Collected data entries:
========================================================================

/// Family settings, activity tile preferences and the unit catalogue
///
/// # Endpoints
///
/// - `GET /v1/settings` - Family settings
/// - `PUT /v1/settings` - Change name, PIN or default units (family admin)
/// - `GET /v1/settings/activities` - Effective tile order and visibility
/// - `PUT /v1/settings/activities` - Save tile order and visibility
/// - `GET /v1/units?activity=` - Unit catalogue (public)

use super::logs::check_unit;
use crate::{
    app::AppState,
    error::{ApiError, ApiResult},
};
use axum::{
    extract::{Query, State},
    Extension, Json,
};
use babycontrol_shared::{
    activity::settings::{
        self as activity_settings, EffectiveSettings, SettingsScope, SettingsSource,
    },
    auth::{
        authorization::{require_admin, require_family},
        middleware::AuthContext,
        password,
    },
    models::{
        activity_log::ActivityKind,
        settings::{Settings, UpdateSettings},
    },
    units::{self, Unit},
    validation,
};
use serde::Deserialize;
use tracing::info;
use validator::Validate;

#[derive(Debug, Deserialize, Validate)]
pub struct UpdateSettingsRequest {
    #[validate(length(min = 1, max = 100, message = "Family name must be 1-100 characters"))]
    pub family_name: Option<String>,

    #[validate(custom(function = "validation::validate_pin"))]
    pub security_pin: Option<String>,

    pub default_bottle_unit: Option<String>,
    pub default_solids_unit: Option<String>,
    pub default_height_unit: Option<String>,
    pub default_weight_unit: Option<String>,
    pub default_temp_unit: Option<String>,
}

#[derive(Debug, Deserialize)]
pub struct UpdateActivitySettingsRequest {
    pub order: Vec<String>,

    /// Omitted means every kind is shown
    pub visible: Option<Vec<String>>,

    #[serde(default)]
    pub scope: SettingsScope,
}

#[derive(Debug, Default, Deserialize)]
pub struct UnitsQuery {
    pub activity: Option<String>,
}

/// Validates a default unit and returns its catalogue spelling
fn default_unit(
    field: &str,
    abbr: Option<String>,
    activity_type: &str,
) -> ApiResult<Option<String>> {
    let Some(abbr) = abbr else {
        return Ok(None);
    };
    check_unit(field, Some(abbr.as_str()), activity_type)?;

    Ok(units::find(&abbr).map(|unit| unit.abbr.to_string()))
}

pub async fn get_settings(
    State(state): State<AppState>,
    Extension(auth): Extension<AuthContext>,
) -> ApiResult<Json<Settings>> {
    let family_id = require_family(&auth)?;

    let settings = Settings::find_by_family(&state.db, family_id)
        .await?
        .ok_or_else(|| ApiError::NotFound("Settings not found".to_string()))?;

    Ok(Json(settings))
}

/// Updates family settings
///
/// Each default unit must be one the catalogue lists for that activity,
/// e.g. `default_temp_unit` accepts `F` or `C`.
///
/// # Errors
///
/// - `403 Forbidden`: Caller is not a family admin
/// - `422 Unprocessable Entity`: Bad PIN, name or unit
pub async fn update_settings(
    State(state): State<AppState>,
    Extension(auth): Extension<AuthContext>,
    Json(req): Json<UpdateSettingsRequest>,
) -> ApiResult<Json<Settings>> {
    let family_id = require_admin(&auth)?;
    req.validate()?;

    let data = UpdateSettings {
        default_bottle_unit: default_unit(
            "default_bottle_unit",
            req.default_bottle_unit,
            "bottle",
        )?,
        default_solids_unit: default_unit(
            "default_solids_unit",
            req.default_solids_unit,
            "solids",
        )?,
        default_height_unit: default_unit(
            "default_height_unit",
            req.default_height_unit,
            "height",
        )?,
        default_weight_unit: default_unit(
            "default_weight_unit",
            req.default_weight_unit,
            "weight",
        )?,
        default_temp_unit: default_unit("default_temp_unit", req.default_temp_unit, "temp")?,
        security_pin_hash: req
            .security_pin
            .as_deref()
            .map(password::hash_password)
            .transpose()?,
        family_name: req.family_name,
    };
    let pin_changed = data.security_pin_hash.is_some();

    let settings = Settings::update(&state.db, family_id, data)
        .await?
        .ok_or_else(|| ApiError::NotFound("Settings not found".to_string()))?;

    info!(family_id = %family_id, pin_changed, "Family settings updated");

    Ok(Json(settings))
}

/// Tile order and visibility as the caller sees them
///
/// A caretaker's own settings win over the family default; with neither
/// stored every kind is shown in canonical order.
pub async fn get_activity_settings(
    State(state): State<AppState>,
    Extension(auth): Extension<AuthContext>,
) -> ApiResult<Json<EffectiveSettings>> {
    let family_id = require_family(&auth)?;

    Ok(Json(
        activity_settings::effective(&state.db, family_id, auth.caretaker_id()).await?,
    ))
}

/// Saves tile order and visibility
///
/// # Endpoint
///
/// ```text
/// PUT /v1/settings/activities
///
/// { "order": ["feed", "diaper", "sleep"], "visible": ["feed", "sleep"], "scope": "caretaker" }
/// ```
///
/// Kinds left out of `order` are appended in canonical order. `scope:
/// "family"` writes the family default and needs a family admin.
///
/// # Errors
///
/// - `403 Forbidden`: Family scope without admin role
/// - `422 Unprocessable Entity`: Unknown kind, or caretaker scope without a caretaker login
pub async fn update_activity_settings(
    State(state): State<AppState>,
    Extension(auth): Extension<AuthContext>,
    Json(req): Json<UpdateActivitySettingsRequest>,
) -> ApiResult<Json<EffectiveSettings>> {
    let (family_id, caretaker_id, source) = match req.scope {
        SettingsScope::Family => (require_admin(&auth)?, None, SettingsSource::Family),
        SettingsScope::Caretaker => {
            let family_id = require_family(&auth)?;
            let caretaker_id = auth.caretaker_id().ok_or_else(|| {
                ApiError::invalid_field("scope", "Only caretakers have personal settings")
            })?;
            (family_id, Some(caretaker_id), SettingsSource::Caretaker)
        }
    };

    let visible = req.visible.unwrap_or_else(|| {
        ActivityKind::ALL
            .iter()
            .map(|kind| kind.as_str().to_string())
            .collect()
    });
    let preferences = activity_settings::normalize(&req.order, &visible)?;
    let preferences =
        activity_settings::save(&state.db, family_id, caretaker_id, &preferences).await?;

    Ok(Json(EffectiveSettings { preferences, source }))
}

pub async fn list_units(Query(query): Query<UnitsQuery>) -> Json<Vec<&'static Unit>> {
    Json(match query.activity.as_deref() {
        Some(activity) => units::for_activity(activity),
        None => units::UNITS.iter().collect(),
    })
}

#[cfg(test)]
mod tests {
    use super::*;

    #[test]
    fn test_default_unit_canonical_spelling() {
        assert_eq!(
            default_unit("default_temp_unit", Some("c".to_string()), "temp").unwrap(),
            Some("C".to_string())
        );
        assert_eq!(default_unit("default_temp_unit", None, "temp").unwrap(), None);
        assert!(default_unit("default_temp_unit", Some("KG".to_string()), "temp").is_err());
    }

    #[test]
    fn test_scope_defaults_to_caretaker() {
        let req: UpdateActivitySettingsRequest =
            serde_json::from_value(serde_json::json!({ "order": ["feed"] })).unwrap();
        assert_eq!(req.scope, SettingsScope::Caretaker);
        assert!(req.visible.is_none());
    }

    #[tokio::test]
    async fn test_list_units_filters_by_activity() {
        let Json(units) = list_units(Query(UnitsQuery {
            activity: Some("temp".to_string()),
        }))
        .await;
        let abbrs: Vec<_> = units.iter().map(|u| u.abbr).collect();
        assert_eq!(abbrs, vec!["F", "C"]);
    }
}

========================================================================

#### Exercise
Say how many lines in the records include the string "every", giving the figure by itself.

#### Response box
2